门诊行生酮饮食疗法治疗儿童难治性癫痫的病例研究

Clinic management of the ketogenic diet on children with intractable epilepsy

目的探讨生酮饮食(ketogenic diet,KD)疗法在门诊实施的安全性和有效性,同时分析影响KD治疗12个月疗效的因素。方法对2013年6月至2014年12月于大连医科大学附属第二医院辽宁省癫痫疾病诊疗中心门诊采用KD疗法的10例难治性癫痫患儿进行为期至少1年的观察随访。记录患儿行KD疗法前后的发作频率、不良反应、身高及体重;评估性别、起病年龄、开展KD时年龄、开展KD前病程、癫痫诊断类型、KD开始时用抗癫痫药种类、癫痫相关家族史等对KD 12个月疗效的影响;分析KD 3个月疗效与12个月疗效间的关系。观察KD治疗3个月及12个月前后身高、体重的变化。结果 KD启动后1、3、6、12个月分别有100%、100%、80%、70%患儿继续坚持治疗,其中有50%、60%、60%、50%患儿发作减少50%以上,2例患儿分别在2个月、3个月时达到完全缓解。KD治疗3个月的有效率与12个月的有效率呈高度正相关(r=0.816,P=0.048)。此外,本研究未发现与KD治疗12个月疗效有关的影响因素。KD不良反应主要为轻微的胃肠道不适,对症处理可缓解;KD治疗3个月及12个月身高z分数(Height z-score,HAz)均较治疗前减小(P<0.05),体重z分数(Weight z-score,WAz)无变化。结论在门诊行KD疗法治疗儿童难治性癫痫具有一定的疗效,且较为安全。KD治疗3个月时有效的患儿可能大部分在12个月时仍有效。

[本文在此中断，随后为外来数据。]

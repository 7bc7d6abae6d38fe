//! 日志笔记追加
//!
//! 将文本、链接、书签、嵌入与视频组合为一个 bulleted_list_item 追加到页面。

use once_cell::sync::Lazy;
use regex::Regex;
use serde::Deserialize;
use serde_json::Value;

use crate::error::AppError;
use crate::notion::{blocks, NotionClient};

/// `:shortcode:` 形式的 emoji
static EMOJI_SHORTCODE_REGEX: Lazy<Regex> =
    Lazy::new(|| Regex::new(r":([a-z0-9_+]+):").expect("valid emoji shortcode regex"));

static URL_REGEX: Lazy<Regex> =
    Lazy::new(|| Regex::new(r"https?://\S+").expect("valid url regex"));

/// 链接
#[derive(Debug, Clone, Deserialize)]
pub struct LinkInput {
    pub title: String,
    pub url: String,
}

/// 书签
#[derive(Debug, Clone, Deserialize)]
pub struct BookmarkInput {
    pub url: String,
    #[serde(default)]
    pub caption: Option<String>,
}

/// PUT /api/notion/latest 请求体，所有字段可选
#[derive(Debug, Clone, Default, Deserialize)]
pub struct NoteInput {
    pub text: Option<String>,
    pub link: Option<LinkInput>,
    pub bookmark: Option<BookmarkInput>,
    /// 嵌入 URL（Twitter、Vimeo 等，Spotify 不支持）
    pub embed: Option<String>,
    /// 外部视频 URL（YouTube 等）
    pub video: Option<String>,
}

/// 替换已知的 `:shortcode:`，未知的保持原样
pub fn replace_emoji_shortcodes(text: &str) -> String {
    EMOJI_SHORTCODE_REGEX
        .replace_all(text, |caps: &regex::Captures| {
            emojis::get_by_shortcode(&caps[1])
                .map(|emoji| emoji.as_str().to_string())
                .unwrap_or_else(|| caps[0].to_string())
        })
        .into_owned()
}

/// 将文本拆分为纯文本与链接交替的 rich text 片段
pub fn linkify(text: &str) -> Vec<Value> {
    let mut segments = Vec::new();
    let mut cursor = 0;

    for found in URL_REGEX.find_iter(text) {
        let plain = &text[cursor..found.start()];
        if !plain.is_empty() {
            segments.push(blocks::text(plain));
        }
        segments.push(blocks::link_text(found.as_str(), found.as_str()));
        cursor = found.end();
    }

    let rest = &text[cursor..];
    if !rest.is_empty() {
        segments.push(blocks::text(rest));
    }
    segments
}

/// 构造要追加的 bulleted_list_item
pub fn build_note_block(input: &NoteInput) -> Value {
    let mut rich_text = Vec::new();
    let mut children = Vec::new();

    if let Some(text) = input.text.as_deref().filter(|t| !t.is_empty()) {
        rich_text.extend(linkify(&replace_emoji_shortcodes(text)));
    }
    if let Some(link) = &input.link {
        rich_text.push(blocks::link_text(&link.title, &link.url));
    }
    if let Some(bookmark) = &input.bookmark {
        children.push(blocks::bookmark(
            &bookmark.url,
            bookmark.caption.as_deref().unwrap_or_default(),
        ));
    }
    if let Some(url) = input.embed.as_deref().filter(|u| !u.is_empty()) {
        children.push(blocks::embed(url));
    }
    if let Some(url) = input.video.as_deref().filter(|u| !u.is_empty()) {
        children.push(blocks::external_video(url));
    }

    blocks::bulleted_list_item(rich_text, children)
}

/// 追加笔记到页面
pub async fn append_note(
    notion: &NotionClient,
    page_id: &str,
    input: &NoteInput,
) -> Result<Value, AppError> {
    notion
        .append_block_children(page_id, vec![build_note_block(input)])
        .await
}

Objective To evaluate the safety and efficacy of ketogenic diet （KD）in the treatment of children with intractable epilepsy in outpatient clinic and to determine which factors are more likely related to the efficacy at 12month. Methods This was a prospective study of intractable epilepsy children with the KD in the Second Affiliated Hospital of Dalian Medical University from June 2013 to December 2014. A total of 10 patients were enrolled and followed up for at least a year. Outcome was measured by seizure frequencies before and after the diet, adverse effects, heightand weight. Variables（ gender,age at epilepsy onset, age at diet initiation, time elapsed between epilepsy onset and diet initiation starting age, seizure type,number of anti -epileptic drugs taken prior to KD and family history） and success of the KD at 3 month follow - up were evaluated in their relation to a successful treatment at 12 month after diet initiation. Results There were 100% ,100% ,80% ,70% patients remained on the diet respectively,and 50% ,60% ,60% ,50% had a ≥ 50% reduction in their seizure frequency at 1,3,6 and 12 months after initiation, including two patients became seizure free after initiation. No significant relationships between variables and efficacy at 12 month were revealed. We found that success of the KD at three month was related to a successful outcome at 12 month after diet initiation （r =0. 816, P = 0. 048 ）. Most complications were mild and reversible after conservative treatment, and gastro -intestinal disturbances were the main adverse reactions. HAz declined while WAz was unchanged. Conclusion The Clinic management of KD is probably a safe and effective therapy on children with intractable epilepsy. Children with a successful response at 3 month are more likely to achieve success at 12 month of KD treatment.